I subscribe to several bird-watch lists, and I read with a little frustration about all the Waxwings all around us. My husband is thoroughly sick of hearing me state “I’m going to go find some!”, mostly because I never bothered to do so.
Then yesterday I happened to look out my bedroom window on the second floor. This is what I saw:

Three Cedar Waxwings and an American Robin (left) sitting in my Callery Pear tree, eating last year’s fruit.
According to Birds of the World, Waxwings are the only birds outside of the tropics to survive exclusively on fruit. You’d think that would limit them to wet areas of the plains and eastern woodlands, but they live all over the continent with the exception of the far north.
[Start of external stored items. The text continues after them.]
use std::fmt;
use std::str::FromStr;

use serde::{Deserialize, Serialize};

use crate::error::Error;

/// A book genre from the fixed catalogue offered by the creation form.
///
/// Genres travel over the wire by their Korean display label, which is
/// what the backend stores.
#[derive(Debug, Clone, Copy, PartialEq, Eq, Hash, PartialOrd, Ord, Serialize, Deserialize)]
pub enum Genre {
    #[serde(rename = "소설")]
    Novel,
    #[serde(rename = "에세이")]
    Essay,
    #[serde(rename = "추리")]
    Mystery,
    #[serde(rename = "판타지")]
    Fantasy,
    #[serde(rename = "로맨스")]
    Romance,
    #[serde(rename = "인문")]
    Humanities,
    #[serde(rename = "자기계발")]
    SelfHelp,
    #[serde(rename = "경제/경영")]
    Business,
    #[serde(rename = "과학/기술")]
    Science,
    #[serde(rename = "역사/문화")]
    History,
}

impl Genre {
    /// All genres, in the order the form lists them.
    pub const ALL: [Self; 10] = [
        Self::Novel,
        Self::Essay,
        Self::Mystery,
        Self::Fantasy,
        Self::Romance,
        Self::Humanities,
        Self::SelfHelp,
        Self::Business,
        Self::Science,
        Self::History,
    ];

    /// Display label, also the wire value.
    #[must_use]
    pub const fn label(self) -> &'static str {
        match self {
            Self::Novel => "소설",
            Self::Essay => "에세이",
            Self::Mystery => "추리",
            Self::Fantasy => "판타지",
            Self::Romance => "로맨스",
            Self::Humanities => "인문",
            Self::SelfHelp => "자기계발",
            Self::Business => "경제/경영",
            Self::Science => "과학/기술",
            Self::History => "역사/문화",
        }
    }
}

impl fmt::Display for Genre {
    fn fmt(&self, f: &mut fmt::Formatter<'_>) -> fmt::Result {
        f.write_str(self.label())
    }
}

impl FromStr for Genre {
    type Err = Error;

    fn from_str(s: &str) -> Result<Self, Self::Err> {
        Self::ALL
            .into_iter()
            .find(|genre| genre.label() == s)
            .ok_or_else(|| Error::UnknownGenre(s.to_string()))
    }
}

#[cfg(test)]
mod tests {
    use super::*;

    #[test]
    fn test_catalogue_has_ten_genres() {
        assert_eq!(Genre::ALL.len(), 10);
        assert_eq!(Genre::ALL[0], Genre::Novel);
        assert_eq!(Genre::ALL[9], Genre::History);
    }

    #[test]
    fn test_genre_from_label() {
        assert_eq!("경제/경영".parse::<Genre>().unwrap(), Genre::Business);
        assert!("Jazz".parse::<Genre>().is_err());
        assert!("".parse::<Genre>().is_err());
    }

    #[test]
    fn test_genre_serializes_as_label() {
        let json = serde_json::to_string(&Genre::Science).unwrap();
        assert_eq!(json, "\"과학/기술\"");
        let back: Genre = serde_json::from_str("\"추리\"").unwrap();
        assert_eq!(back, Genre::Mystery);
    }
}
In fact, they are year-round residents of the Colorado mountains.

Callery Pears are supposed to be ornamental, and only produce a few very small pears. But they were enough to attract these Waxwings. You can see a shriveled pear just in front of this bird.
I wasn’t able to get any photos of the hard red beads of keratin (which forms our hair and fingernails) that form on the ends of some of their wing feathers that give Waxwings their name. Scientists have no idea why the beads form, but they are a stunning ornament for an already stunning bird.

Right now, these gorgeous birds are eating frozen fruit still on the tree. But Waxwings are so dependent on fruit that in the early spring they eat berries even when fruit is a little spoiled, because there is nothing else for them. The fermented berries can have enough alcohol in it to get the poor birds drunk.
They are welcome to all the fruit I have in my yard, for as long as they want it.